Top of Exercise materials

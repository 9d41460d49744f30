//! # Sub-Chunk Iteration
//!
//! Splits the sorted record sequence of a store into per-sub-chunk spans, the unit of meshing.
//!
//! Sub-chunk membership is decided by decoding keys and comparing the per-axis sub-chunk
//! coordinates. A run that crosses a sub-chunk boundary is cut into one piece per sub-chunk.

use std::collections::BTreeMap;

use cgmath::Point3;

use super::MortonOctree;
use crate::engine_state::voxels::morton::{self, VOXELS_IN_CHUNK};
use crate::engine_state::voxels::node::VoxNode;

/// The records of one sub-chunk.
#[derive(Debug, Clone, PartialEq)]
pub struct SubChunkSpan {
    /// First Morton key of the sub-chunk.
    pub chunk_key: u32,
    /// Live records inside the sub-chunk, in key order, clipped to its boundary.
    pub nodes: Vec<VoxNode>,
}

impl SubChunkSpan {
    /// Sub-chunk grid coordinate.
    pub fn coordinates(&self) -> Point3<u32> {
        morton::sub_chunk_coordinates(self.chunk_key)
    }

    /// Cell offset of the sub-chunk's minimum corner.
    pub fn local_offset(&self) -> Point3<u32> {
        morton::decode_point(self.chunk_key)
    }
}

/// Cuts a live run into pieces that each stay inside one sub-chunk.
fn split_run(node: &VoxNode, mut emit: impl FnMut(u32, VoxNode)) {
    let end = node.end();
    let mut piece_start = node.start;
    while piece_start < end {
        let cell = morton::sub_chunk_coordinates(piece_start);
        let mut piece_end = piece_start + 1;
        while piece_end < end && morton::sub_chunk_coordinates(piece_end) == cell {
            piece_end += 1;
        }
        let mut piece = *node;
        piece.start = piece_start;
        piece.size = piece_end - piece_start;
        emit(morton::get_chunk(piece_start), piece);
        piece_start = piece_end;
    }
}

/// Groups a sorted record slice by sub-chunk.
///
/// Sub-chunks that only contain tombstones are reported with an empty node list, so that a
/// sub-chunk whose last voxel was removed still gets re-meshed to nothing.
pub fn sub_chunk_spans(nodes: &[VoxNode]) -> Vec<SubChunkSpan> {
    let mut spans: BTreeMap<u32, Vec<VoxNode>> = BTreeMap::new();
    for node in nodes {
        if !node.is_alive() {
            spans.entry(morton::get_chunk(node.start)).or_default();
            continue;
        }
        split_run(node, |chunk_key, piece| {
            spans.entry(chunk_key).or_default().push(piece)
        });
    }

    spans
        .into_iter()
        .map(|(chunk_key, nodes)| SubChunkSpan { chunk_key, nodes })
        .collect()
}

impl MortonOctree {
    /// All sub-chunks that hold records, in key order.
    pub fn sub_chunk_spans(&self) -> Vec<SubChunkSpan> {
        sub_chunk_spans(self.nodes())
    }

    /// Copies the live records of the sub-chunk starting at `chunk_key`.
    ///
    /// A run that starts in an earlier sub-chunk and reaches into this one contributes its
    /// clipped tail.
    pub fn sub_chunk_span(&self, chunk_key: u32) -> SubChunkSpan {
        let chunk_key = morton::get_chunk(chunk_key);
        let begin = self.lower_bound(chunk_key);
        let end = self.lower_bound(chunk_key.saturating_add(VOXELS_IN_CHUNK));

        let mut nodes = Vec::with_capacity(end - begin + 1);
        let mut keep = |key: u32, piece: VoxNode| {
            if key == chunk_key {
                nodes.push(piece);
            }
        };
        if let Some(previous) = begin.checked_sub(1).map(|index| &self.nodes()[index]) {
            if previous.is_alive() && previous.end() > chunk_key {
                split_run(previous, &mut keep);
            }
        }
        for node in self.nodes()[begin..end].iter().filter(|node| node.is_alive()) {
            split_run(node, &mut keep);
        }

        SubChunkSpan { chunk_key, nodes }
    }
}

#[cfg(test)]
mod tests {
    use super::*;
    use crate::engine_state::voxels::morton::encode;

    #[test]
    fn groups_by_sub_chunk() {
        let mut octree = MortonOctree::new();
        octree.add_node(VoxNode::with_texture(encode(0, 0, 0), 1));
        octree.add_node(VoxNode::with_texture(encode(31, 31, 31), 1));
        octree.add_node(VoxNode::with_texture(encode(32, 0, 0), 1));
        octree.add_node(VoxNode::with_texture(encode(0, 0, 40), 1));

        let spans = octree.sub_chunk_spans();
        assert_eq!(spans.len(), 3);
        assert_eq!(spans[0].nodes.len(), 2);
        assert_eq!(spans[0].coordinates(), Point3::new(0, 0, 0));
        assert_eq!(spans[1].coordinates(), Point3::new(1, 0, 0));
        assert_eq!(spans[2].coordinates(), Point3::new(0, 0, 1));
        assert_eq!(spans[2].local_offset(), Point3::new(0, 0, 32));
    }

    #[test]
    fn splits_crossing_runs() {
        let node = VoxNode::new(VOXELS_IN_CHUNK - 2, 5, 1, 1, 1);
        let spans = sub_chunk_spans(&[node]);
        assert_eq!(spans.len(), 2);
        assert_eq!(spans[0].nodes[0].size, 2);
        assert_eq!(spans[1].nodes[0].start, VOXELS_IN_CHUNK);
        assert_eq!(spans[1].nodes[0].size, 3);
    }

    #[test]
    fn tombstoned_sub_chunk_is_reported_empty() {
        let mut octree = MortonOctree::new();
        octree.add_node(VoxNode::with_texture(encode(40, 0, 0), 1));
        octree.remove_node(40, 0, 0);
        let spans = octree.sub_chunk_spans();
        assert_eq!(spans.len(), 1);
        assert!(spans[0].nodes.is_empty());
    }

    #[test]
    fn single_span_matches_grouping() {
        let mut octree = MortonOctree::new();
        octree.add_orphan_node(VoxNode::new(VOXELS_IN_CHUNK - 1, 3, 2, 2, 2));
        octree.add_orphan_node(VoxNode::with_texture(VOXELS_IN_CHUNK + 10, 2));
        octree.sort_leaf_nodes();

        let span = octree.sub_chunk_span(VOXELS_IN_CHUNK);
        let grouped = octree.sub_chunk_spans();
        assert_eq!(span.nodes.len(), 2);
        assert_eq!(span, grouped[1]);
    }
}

Bottom of Exercise materials

Each line above that contains the word "begin" should be counted, and only the total given.

4